» Task to complete
Among the entries below, find the lines with the word "estimator" and return them.
----- Stored data -----
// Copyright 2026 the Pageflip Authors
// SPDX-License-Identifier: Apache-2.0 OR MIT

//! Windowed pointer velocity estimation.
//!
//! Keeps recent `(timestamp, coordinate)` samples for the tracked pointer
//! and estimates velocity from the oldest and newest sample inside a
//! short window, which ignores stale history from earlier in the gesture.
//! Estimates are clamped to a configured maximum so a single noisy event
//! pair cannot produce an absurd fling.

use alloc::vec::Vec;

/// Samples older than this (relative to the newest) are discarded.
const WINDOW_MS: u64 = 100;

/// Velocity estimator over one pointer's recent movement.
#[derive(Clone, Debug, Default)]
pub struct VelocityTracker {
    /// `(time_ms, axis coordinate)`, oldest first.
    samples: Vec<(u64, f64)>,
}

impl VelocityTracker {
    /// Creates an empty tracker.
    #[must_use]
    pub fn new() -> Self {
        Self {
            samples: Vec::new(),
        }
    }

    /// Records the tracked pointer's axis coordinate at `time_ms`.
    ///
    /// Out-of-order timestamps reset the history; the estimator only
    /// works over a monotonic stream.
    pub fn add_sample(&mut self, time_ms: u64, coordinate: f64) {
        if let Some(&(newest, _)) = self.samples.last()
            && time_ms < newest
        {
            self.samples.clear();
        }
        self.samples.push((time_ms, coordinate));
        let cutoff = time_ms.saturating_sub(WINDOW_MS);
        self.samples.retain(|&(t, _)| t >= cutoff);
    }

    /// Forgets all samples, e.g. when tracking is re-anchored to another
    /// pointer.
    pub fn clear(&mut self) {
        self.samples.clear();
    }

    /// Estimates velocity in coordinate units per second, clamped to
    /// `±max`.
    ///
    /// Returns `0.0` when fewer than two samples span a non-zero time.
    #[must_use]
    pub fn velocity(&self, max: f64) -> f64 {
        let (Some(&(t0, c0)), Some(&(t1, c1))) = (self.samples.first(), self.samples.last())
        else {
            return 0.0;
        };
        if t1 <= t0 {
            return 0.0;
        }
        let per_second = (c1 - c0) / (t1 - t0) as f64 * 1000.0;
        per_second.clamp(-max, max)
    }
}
-----
» Output for this task
/// Velocity estimator over one pointer's recent movement.
    /// Out-of-order timestamps reset the history; the estimator only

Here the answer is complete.